Each line below with the word "static" needs to be copied.

◆ Source material:

|---|

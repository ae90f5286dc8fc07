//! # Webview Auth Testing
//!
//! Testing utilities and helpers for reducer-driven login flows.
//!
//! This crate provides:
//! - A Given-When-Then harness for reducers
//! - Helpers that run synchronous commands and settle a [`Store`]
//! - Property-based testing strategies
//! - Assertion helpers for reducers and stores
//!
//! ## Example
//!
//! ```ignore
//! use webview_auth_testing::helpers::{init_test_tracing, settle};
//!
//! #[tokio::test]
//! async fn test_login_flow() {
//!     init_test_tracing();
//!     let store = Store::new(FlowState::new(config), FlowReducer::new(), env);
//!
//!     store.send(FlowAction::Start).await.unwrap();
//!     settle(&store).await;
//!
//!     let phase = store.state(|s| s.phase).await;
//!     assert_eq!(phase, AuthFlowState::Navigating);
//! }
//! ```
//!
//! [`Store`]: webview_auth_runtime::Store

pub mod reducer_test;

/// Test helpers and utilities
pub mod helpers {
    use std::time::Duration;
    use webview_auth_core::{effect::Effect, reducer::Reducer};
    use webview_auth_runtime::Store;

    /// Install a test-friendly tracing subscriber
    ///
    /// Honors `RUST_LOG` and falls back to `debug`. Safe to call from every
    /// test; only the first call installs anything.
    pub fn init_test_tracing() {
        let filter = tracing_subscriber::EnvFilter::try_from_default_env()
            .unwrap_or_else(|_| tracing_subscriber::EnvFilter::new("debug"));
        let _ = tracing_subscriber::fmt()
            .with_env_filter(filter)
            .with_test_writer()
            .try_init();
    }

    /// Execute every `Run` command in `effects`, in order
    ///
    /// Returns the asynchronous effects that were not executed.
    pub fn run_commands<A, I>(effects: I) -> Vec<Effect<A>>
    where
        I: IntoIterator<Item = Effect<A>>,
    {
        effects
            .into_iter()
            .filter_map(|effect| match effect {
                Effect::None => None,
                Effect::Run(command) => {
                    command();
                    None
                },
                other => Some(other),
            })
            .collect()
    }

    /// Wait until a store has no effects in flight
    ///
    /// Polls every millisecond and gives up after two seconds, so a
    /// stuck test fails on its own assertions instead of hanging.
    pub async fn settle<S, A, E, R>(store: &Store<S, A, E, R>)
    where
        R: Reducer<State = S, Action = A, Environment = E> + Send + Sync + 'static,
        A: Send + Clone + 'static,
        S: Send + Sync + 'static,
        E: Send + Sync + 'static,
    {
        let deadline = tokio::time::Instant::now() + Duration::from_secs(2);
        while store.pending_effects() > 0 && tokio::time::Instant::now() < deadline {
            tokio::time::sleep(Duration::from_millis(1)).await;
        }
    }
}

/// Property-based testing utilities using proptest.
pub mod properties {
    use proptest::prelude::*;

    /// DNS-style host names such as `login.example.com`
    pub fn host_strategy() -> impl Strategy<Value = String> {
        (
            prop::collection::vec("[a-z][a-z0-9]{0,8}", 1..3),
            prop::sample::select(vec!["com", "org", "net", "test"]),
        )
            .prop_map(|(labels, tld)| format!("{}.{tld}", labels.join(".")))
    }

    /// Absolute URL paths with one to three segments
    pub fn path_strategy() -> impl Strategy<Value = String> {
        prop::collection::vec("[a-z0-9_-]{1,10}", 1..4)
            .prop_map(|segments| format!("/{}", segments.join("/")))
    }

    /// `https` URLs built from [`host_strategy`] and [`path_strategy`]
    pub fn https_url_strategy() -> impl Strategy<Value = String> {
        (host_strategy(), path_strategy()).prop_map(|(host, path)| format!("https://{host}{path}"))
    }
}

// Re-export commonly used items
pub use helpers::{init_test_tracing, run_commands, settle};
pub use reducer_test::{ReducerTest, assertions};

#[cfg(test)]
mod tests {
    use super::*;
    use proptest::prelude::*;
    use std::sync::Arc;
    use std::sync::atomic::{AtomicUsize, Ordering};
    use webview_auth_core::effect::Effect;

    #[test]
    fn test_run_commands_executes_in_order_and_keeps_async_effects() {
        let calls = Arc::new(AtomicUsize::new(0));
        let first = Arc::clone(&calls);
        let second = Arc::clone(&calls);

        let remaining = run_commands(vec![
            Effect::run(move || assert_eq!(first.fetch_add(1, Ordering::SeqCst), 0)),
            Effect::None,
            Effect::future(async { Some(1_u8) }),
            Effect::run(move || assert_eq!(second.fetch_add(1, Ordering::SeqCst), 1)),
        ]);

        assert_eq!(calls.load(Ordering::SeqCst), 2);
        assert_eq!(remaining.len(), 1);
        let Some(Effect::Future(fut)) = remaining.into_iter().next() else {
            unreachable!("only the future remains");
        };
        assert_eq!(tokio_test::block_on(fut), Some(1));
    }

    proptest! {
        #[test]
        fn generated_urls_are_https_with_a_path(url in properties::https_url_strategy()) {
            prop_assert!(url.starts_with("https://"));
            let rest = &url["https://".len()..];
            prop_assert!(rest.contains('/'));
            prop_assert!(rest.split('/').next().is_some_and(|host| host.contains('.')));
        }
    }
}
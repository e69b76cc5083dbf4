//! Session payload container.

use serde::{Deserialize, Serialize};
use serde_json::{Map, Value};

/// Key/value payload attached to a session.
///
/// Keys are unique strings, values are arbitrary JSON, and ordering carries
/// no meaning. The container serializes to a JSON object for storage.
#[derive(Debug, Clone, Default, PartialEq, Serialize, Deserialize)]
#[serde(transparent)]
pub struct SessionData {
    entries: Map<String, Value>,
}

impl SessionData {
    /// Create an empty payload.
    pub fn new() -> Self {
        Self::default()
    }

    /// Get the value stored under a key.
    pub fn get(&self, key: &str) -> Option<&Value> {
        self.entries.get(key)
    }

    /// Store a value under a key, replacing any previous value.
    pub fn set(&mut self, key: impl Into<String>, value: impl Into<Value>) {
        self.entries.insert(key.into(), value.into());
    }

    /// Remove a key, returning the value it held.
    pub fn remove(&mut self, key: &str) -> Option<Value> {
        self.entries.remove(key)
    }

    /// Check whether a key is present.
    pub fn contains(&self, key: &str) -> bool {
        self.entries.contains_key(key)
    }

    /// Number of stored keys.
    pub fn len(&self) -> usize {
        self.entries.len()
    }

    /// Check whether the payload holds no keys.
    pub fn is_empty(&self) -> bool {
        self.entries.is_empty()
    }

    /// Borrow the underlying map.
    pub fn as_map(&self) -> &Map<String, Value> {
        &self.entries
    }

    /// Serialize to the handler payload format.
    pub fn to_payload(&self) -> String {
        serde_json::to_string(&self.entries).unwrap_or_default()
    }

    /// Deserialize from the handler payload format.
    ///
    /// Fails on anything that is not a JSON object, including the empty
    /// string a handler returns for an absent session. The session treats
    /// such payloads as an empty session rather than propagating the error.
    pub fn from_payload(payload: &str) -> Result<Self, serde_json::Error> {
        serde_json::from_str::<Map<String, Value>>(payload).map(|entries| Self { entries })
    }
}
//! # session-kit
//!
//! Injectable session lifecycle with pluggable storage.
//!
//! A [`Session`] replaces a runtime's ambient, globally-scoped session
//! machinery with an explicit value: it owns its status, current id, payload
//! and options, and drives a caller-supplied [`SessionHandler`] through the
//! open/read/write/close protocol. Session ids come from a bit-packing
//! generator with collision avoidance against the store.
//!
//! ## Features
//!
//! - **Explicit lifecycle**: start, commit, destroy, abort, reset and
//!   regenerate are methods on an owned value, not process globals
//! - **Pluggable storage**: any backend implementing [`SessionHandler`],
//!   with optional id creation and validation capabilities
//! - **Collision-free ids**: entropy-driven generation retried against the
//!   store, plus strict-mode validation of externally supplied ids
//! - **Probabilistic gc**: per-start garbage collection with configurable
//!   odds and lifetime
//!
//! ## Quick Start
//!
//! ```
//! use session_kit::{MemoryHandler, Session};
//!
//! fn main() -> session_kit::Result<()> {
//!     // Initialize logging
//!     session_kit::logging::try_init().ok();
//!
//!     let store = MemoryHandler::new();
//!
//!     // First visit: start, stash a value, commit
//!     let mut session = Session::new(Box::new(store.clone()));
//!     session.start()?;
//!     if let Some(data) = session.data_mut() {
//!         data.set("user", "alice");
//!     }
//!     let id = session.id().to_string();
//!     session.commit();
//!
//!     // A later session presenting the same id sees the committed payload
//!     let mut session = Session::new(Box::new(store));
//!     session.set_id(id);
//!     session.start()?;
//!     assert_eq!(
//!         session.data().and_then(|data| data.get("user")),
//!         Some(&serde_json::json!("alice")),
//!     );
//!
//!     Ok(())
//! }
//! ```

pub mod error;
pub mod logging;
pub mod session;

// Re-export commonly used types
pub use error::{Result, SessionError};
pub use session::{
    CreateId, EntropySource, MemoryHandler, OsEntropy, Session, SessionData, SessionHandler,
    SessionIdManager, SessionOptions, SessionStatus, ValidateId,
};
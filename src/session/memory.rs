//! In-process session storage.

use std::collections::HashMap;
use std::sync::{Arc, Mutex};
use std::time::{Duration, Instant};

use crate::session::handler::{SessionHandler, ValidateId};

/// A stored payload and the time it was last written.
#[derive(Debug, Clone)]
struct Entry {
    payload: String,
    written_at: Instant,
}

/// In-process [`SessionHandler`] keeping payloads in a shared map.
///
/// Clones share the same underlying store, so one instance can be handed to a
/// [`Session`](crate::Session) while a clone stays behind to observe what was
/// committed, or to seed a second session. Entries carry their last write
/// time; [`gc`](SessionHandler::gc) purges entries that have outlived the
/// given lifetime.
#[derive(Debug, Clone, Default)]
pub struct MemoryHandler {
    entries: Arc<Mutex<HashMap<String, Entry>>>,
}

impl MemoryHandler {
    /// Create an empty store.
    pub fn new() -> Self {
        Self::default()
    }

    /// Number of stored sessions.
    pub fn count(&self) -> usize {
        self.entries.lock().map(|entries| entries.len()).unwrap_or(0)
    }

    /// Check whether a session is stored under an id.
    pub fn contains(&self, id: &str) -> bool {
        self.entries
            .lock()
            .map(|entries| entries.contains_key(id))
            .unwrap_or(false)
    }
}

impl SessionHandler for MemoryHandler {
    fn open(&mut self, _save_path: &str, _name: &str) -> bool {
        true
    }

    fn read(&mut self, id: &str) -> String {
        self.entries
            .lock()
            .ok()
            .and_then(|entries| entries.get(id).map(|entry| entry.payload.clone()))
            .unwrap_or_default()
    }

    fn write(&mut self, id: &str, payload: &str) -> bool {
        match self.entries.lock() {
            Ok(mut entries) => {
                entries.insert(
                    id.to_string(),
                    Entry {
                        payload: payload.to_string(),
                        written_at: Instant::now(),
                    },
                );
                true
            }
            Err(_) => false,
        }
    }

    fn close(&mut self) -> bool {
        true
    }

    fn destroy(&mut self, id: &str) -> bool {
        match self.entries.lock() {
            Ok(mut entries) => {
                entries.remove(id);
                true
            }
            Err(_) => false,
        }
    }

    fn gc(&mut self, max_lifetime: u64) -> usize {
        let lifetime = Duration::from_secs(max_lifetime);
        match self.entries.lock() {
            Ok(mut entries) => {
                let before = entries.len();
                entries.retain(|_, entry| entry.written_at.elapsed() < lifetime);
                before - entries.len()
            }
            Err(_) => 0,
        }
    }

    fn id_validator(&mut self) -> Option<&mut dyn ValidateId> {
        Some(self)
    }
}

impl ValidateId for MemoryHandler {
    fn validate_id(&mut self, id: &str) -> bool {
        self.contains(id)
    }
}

|---|

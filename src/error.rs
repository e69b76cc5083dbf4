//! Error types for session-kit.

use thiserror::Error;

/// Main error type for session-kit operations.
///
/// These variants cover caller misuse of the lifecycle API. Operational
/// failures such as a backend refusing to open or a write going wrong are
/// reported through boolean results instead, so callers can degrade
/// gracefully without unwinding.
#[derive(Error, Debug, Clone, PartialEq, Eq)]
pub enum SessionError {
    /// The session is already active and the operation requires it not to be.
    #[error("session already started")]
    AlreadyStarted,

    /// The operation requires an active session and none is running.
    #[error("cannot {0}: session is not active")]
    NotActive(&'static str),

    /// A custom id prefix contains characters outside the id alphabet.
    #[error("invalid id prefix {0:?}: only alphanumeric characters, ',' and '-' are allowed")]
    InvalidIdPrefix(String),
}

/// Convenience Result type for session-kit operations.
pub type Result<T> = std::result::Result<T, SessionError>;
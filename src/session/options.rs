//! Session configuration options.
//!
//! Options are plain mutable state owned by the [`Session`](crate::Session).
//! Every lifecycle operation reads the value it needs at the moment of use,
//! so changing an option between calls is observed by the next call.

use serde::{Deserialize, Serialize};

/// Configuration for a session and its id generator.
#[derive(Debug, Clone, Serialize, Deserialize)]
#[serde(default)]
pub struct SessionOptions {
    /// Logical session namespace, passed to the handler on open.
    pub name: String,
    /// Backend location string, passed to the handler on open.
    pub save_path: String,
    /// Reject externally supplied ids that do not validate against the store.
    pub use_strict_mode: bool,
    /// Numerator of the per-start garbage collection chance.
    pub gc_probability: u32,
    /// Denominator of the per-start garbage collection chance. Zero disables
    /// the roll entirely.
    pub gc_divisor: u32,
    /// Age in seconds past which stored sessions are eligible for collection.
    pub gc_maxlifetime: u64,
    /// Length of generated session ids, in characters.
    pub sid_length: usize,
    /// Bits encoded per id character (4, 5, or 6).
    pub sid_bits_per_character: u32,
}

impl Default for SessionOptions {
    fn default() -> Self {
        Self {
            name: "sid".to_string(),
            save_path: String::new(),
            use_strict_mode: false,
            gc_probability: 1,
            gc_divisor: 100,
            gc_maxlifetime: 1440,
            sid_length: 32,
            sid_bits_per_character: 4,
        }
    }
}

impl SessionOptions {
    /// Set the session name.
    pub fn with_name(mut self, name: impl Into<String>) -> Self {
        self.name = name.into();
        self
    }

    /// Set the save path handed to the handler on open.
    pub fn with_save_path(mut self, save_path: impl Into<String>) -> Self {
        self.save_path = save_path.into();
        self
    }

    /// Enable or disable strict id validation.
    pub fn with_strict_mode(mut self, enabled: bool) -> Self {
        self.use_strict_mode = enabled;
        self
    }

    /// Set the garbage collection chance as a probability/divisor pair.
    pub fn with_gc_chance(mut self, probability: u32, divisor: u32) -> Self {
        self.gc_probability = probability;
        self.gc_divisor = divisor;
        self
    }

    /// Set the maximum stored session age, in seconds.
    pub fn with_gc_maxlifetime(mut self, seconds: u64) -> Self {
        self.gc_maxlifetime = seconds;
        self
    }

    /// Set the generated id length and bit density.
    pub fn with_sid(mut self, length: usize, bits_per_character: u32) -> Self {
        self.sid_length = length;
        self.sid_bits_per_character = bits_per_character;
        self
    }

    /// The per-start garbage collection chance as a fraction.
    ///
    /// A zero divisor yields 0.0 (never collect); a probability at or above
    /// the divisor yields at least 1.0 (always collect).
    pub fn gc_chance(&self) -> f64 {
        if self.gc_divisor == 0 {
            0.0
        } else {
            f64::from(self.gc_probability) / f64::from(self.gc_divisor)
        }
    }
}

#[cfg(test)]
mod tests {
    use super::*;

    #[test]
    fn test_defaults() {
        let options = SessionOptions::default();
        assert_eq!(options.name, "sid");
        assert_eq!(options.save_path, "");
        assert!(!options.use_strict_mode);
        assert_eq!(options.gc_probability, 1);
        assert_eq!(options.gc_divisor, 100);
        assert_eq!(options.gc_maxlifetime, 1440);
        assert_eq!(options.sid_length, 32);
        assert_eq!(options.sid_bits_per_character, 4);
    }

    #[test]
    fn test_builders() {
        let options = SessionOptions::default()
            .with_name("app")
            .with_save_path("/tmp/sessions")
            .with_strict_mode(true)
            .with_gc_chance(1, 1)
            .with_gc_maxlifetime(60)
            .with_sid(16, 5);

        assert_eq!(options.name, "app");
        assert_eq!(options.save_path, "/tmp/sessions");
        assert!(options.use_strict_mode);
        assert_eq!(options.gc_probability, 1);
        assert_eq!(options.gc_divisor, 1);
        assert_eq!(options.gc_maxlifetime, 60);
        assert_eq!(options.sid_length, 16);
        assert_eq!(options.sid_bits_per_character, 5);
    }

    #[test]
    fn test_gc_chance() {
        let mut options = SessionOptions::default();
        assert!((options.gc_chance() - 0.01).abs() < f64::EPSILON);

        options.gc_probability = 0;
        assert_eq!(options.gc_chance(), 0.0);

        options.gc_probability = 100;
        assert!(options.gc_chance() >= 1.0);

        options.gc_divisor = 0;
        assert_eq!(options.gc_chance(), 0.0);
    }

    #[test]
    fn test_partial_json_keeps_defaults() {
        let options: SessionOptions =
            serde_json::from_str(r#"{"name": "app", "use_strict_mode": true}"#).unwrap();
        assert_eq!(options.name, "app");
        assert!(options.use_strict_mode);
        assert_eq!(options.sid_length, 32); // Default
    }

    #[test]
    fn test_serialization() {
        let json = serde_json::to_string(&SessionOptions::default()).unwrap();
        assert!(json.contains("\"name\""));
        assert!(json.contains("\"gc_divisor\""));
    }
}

|---|

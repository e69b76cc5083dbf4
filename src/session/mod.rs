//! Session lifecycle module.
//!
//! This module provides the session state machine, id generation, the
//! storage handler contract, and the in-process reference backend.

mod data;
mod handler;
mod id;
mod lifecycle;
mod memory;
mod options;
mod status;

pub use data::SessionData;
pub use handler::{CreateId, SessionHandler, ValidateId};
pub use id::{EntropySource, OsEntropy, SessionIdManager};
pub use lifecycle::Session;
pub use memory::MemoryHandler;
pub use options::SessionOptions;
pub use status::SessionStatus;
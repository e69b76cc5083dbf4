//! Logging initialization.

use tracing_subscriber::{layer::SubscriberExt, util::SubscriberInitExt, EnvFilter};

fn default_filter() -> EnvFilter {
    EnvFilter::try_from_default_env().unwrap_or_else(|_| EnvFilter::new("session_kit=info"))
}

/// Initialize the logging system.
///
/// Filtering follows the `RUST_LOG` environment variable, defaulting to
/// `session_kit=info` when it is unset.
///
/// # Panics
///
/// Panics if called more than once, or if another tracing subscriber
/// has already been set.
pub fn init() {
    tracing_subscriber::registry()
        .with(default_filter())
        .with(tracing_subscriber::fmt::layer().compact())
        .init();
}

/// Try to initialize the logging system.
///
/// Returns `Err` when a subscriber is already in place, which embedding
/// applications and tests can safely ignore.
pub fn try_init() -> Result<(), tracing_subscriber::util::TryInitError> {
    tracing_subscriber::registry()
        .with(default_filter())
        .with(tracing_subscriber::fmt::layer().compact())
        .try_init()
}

|---|

◆ Solution for this exercise:
        R: Reducer<State = S, Action = A, Environment = E> + Send + Sync + 'static,
        A: Send + Clone + 'static,
        S: Send + Sync + 'static,
        E: Send + Sync + 'static,
    NotActive(&'static str),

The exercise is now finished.